LAPEER — Lapeer County Board of Commissioners Chairman Gary Roy is putting his potential 2018 reelection on the line in voicing opposition to what he identifies as “horrible” wind turbines under consideration for the northern part of the county.
Roy, whose district two includes Arcadia, Burlington, Burnside, Goodland, and North Branch townships, asked that a prepared statement be read during a meeting held Tuesday at a North Branch Township farm called Rebel Ranch.
Traci Martin said she organized the event quickly after The County Press was the first to report on Oct. 8 that property owners in northeast Lapeer County recently have signed 20 agreements with DTE Energy Co. that are specific to “wind energy development.”
Eight speakers addressed the nearly 200 people who attended.
Roy’s statement was read first by one of the event organizers, Carol Parish. (He couldn’t attend the event due to illness, Parish said.)
“The residents of Lapeer County and the state of Michigan are strapped with an agreement that was made between our former Gov. Jennifer Granholm, Detroit Edison (DTE), and Consumers Power following a statewide vote of the people to allow for 10 percent of all energy produced in the state of Michigan to be generated to be generated with a renewable energy,” Roy said in his statement. “Unfortunately, people did not realize that even though we have enough energy it would have to be reduced to allow for the renewable 10 percent solar and wind.”
Roy also took “environmentalists” to task over their approach to “saving the planet.”
“Unfortunately, their goal is to put the fossil fuel industry — coal, natural gas, and oil — out of business,” Roy said. “Could you imagine what it would cost to heat, light, gas your cars and tractors and totally run your homes and business on electricity? Most of us would go broke paying the light bill.”
Roy noted that late in 2016, the Michigan legislature “in the middle of the night, with the lobbyists from DTE, wind energy companies, environmental groups, decided to increase the 10 percent of all energy to 15 percent, even after the people of the state of Michigan voted against doing that.”
“I suppose it was easy for state reps and senators from Wayne, Oakland, and Macomb counties to vote for this because they realize that these huge monstrosities would not end up in their counties, destroying their property values, roads, having huge transmission lines being built across peoples’ property to move the electricity,” Roy continued. “Their residents would not have to deal with the noise, the sun flicker, or the flashing lights in the night so it’s easy to say ‘they will go up in the Thumb, they will not have the representation in the legislature to defend their residents so let’s destroy their land, property values, and friendships. It does not affect us.’”
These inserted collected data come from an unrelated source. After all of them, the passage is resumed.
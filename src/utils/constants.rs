//! Shared constants and invariants

pub const DEFAULT_TICK_INTERVAL_SECONDS: u64 = 5 * 60;
pub const DEFAULT_LEAD_TIME_SECONDS: u64 = crate::cache::token_clock::DEFAULT_LEAD_TIME_SECONDS;
pub const DEFAULT_REQUEST_TIMEOUT_MS: u64 = 10_000;
pub const DEFAULT_STARTUP_TIMEOUT_MS: u64 = 15_000;

pub const DEFAULT_RETRY_ATTEMPTS: u32 = 2;
pub const DEFAULT_RETRY_BASE_DELAY_MS: u64 = 200;
pub const DEFAULT_RETRY_MAX_DELAY_MS: u64 = 1000;

// Upper bounds; anything larger is treated as a bad value
pub const MAX_TOKEN_TTL_SECONDS: u64 = 10 * 365 * 24 * 60 * 60;
pub const MAX_LEAD_TIME_SECONDS: u64 = MAX_TOKEN_TTL_SECONDS;
pub const MAX_TICK_INTERVAL_SECONDS: u64 = 24 * 60 * 60;

// OAuth2 grant types
pub const GRANT_AUTHORIZATION_CODE: &str = "authorization_code";
pub const GRANT_REFRESH_TOKEN: &str = "refresh_token";
pub const ERROR_INVALID_GRANT: &str = "invalid_grant";
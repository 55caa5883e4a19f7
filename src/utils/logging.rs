use clap::ValueEnum;
use tracing_subscriber::fmt::time::UtcTime;
use tracing_subscriber::{fmt, layer::SubscriberExt, util::SubscriberInitExt, EnvFilter};

use crate::config::provider::ServiceConfig;
use crate::config::settings::{LogFormat, LoggingConfig};

#[derive(Debug, Clone, Copy, ValueEnum)]
pub enum LogLevel {
    TRACE,
    DEBUG,
    INFO,
    WARN,
    ERROR,
}

impl LogLevel {
    pub fn as_str(&self) -> &'static str {
        match *self {
            LogLevel::TRACE => "trace",
            LogLevel::DEBUG => "debug",
            LogLevel::INFO => "info",
            LogLevel::WARN => "warn",
            LogLevel::ERROR => "error",
        }
    }
}

/// CLI level wins over the configured one; format always comes from config.
pub fn resolve(service_config: &ServiceConfig, arg_log_level: Option<LogLevel>) -> LoggingConfig {
    let configured = service_config
        .settings
        .logging
        .clone()
        .unwrap_or_else(|| LoggingConfig::new("info".to_owned(), LogFormat::Compact));

    match arg_log_level {
        Some(level) => LoggingConfig::new(level.as_str().to_owned(), configured.format),
        None => configured,
    }
}

pub fn run(service_config: &ServiceConfig, arg_log_level: Option<LogLevel>) {
    init_logging(&resolve(service_config, arg_log_level));
}

/// Initialize tracing with the desired config. A second call is a no-op.
pub fn init_logging(cfg: &LoggingConfig) {
    let env_filter = EnvFilter::try_new(&cfg.level).unwrap_or_else(|_| EnvFilter::new("info"));

    let registry = tracing_subscriber::registry().with(env_filter);

    match cfg.format {
        LogFormat::Json => {
            let layer = fmt::layer()
                .json()
                .with_timer(UtcTime::rfc_3339())
                .flatten_event(true)
                .with_ansi(false);

            let _ = registry.with(layer).try_init();
        }
        LogFormat::Compact => {
            let layer = fmt::layer()
                .compact()
                .with_timer(UtcTime::rfc_3339())
                .with_ansi(true);

            let _ = registry.with(layer).try_init();
        }
    };
}
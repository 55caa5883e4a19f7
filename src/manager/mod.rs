pub mod token_manager;
use std::io::ErrorKind;
use std::path::PathBuf;

use anyhow::Result;
use tokio::fs;
use tracing::{debug, info};

use crate::cache::token_record::TokenRecord;
use crate::config::store::{MirrorConfig, MirrorFormat, DEFAULT_MIRROR_VARIABLE};
use crate::helpers::file::write_atomic;

/// Secondary, read-only copy of the current access token.
///
/// Written after every successful store save. Nothing in the agent reads it
/// back, so a stale or missing mirror never affects which token is served.
#[derive(Debug, Clone)]
pub struct TokenMirror {
    path: PathBuf,
    format: MirrorFormat,
    variable: String,
}

impl TokenMirror {
    pub fn new(config: &MirrorConfig) -> Self {
        Self {
            path: PathBuf::from(&config.path),
            format: config.format,
            variable: config
                .variable
                .clone()
                .unwrap_or_else(|| DEFAULT_MIRROR_VARIABLE.to_owned()),
        }
    }

    pub fn path(&self) -> &PathBuf {
        &self.path
    }

    pub async fn write(&self, record: &TokenRecord) -> Result<()> {
        let content = match self.format {
            MirrorFormat::Raw => record.access_token.clone(),
            MirrorFormat::Env => {
                let existing = match fs::read_to_string(&self.path).await {
                    Ok(content) => content,
                    Err(err) if err.kind() == ErrorKind::NotFound => String::new(),
                    Err(err) => return Err(err.into()),
                };
                upsert_env_line(&existing, &self.variable, &record.access_token)
            }
        };

        write_atomic(&self.path, content.as_bytes()).await?;
        debug!("token mirror updated, path '{}'", self.path.display());
        Ok(())
    }

    /// Remove the mirrored token on shutdown.
    pub async fn cleanup(&self) -> Result<()> {
        match self.format {
            MirrorFormat::Raw => match fs::remove_file(&self.path).await {
                Ok(_) => info!("deleted token mirror: {}", self.path.display()),
                Err(e) if e.kind() == ErrorKind::NotFound => {
                    debug!("token mirror not found, nothing to delete: {}", self.path.display());
                }
                Err(e) => return Err(e.into()),
            },
            MirrorFormat::Env => {
                let existing = match fs::read_to_string(&self.path).await {
                    Ok(content) => content,
                    Err(e) if e.kind() == ErrorKind::NotFound => return Ok(()),
                    Err(e) => return Err(e.into()),
                };
                let kept = remove_env_line(&existing, &self.variable);
                write_atomic(&self.path, kept.as_bytes()).await?;
                info!("removed '{}' from token mirror {}", self.variable, self.path.display());
            }
        }
        Ok(())
    }
}

fn is_assignment_of(line: &str, variable: &str) -> bool {
    line.trim_start()
        .strip_prefix(variable)
        .map(|rest| rest.trim_start().starts_with('='))
        .unwrap_or(false)
}

fn upsert_env_line(existing: &str, variable: &str, value: &str) -> String {
    let assignment = format!("{variable}={value}");
    let mut replaced = false;
    let mut lines: Vec<String> = existing
        .lines()
        .map(|line| {
            if is_assignment_of(line, variable) {
                replaced = true;
                assignment.clone()
            } else {
                line.to_owned()
            }
        })
        .collect();
    if !replaced {
        lines.push(assignment);
    }
    let mut out = lines.join("\n");
    out.push('\n');
    out
}

fn remove_env_line(existing: &str, variable: &str) -> String {
    let kept: Vec<&str> = existing
        .lines()
        .filter(|line| !is_assignment_of(line, variable))
        .collect();
    if kept.is_empty() {
        return String::new();
    }
    let mut out = kept.join("\n");
    out.push('\n');
    out
}
pub mod config_loader;
pub mod constants;
pub mod logging;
Roy said he believes those same companies that pushed the increased mandate in late 2016 are now “pouncing on Lapeer County, trying to jam these horrible, inefficient windmills down the throats of our residents by offering leases to a few residents for their land before the townships can write ordinances to stop them, turning neighbor against neighbor.”
“This is their strategy in Huron, Sanilac, and Tuscola families that have been neighbors for generations (and) will no longer speak to each other,” the statement continues. “They turn their backs on each other in stores, and shun each other in church, and for what? Windmills?”
A company spokesman confirmed DTE is in “the very early stages of talking to area landowners about a possible project at some point five to 10 years from now.”
Concurrently, several area townships have begun the process of adopting new wind ordinances.
“I am not writing this to debate the environmentalists that are here today, I’m here commenting because I do not want to see the landscape, property values, and friendships destroyed in a county I have lived in for over 70 years,” Roy said.
That statement prompted several of those in attendance at Tuesday’s meeting to break out in applause.
“Lapeer County is much different than Huron, Sanilac, and Tuscola counties — we have roughly twice the population in the same land area with a larger percentage of single family residents,” Roy continued. “This means that many more people will be affected by dropping property values. Does DTE or Consumers Power care? Obviously not.”
In concluding, Roy noted that he has been a county commissioner for 11 years with one more year on his current term.
He also said that if he seeks reelection in 2018, “it will be for my last term.”
“If I lose because of my opposition to windmills in Lapeer County, so be it,” Roy wrote. “I cannot imagine these in the prettiest and most productive part of Lapeer County.”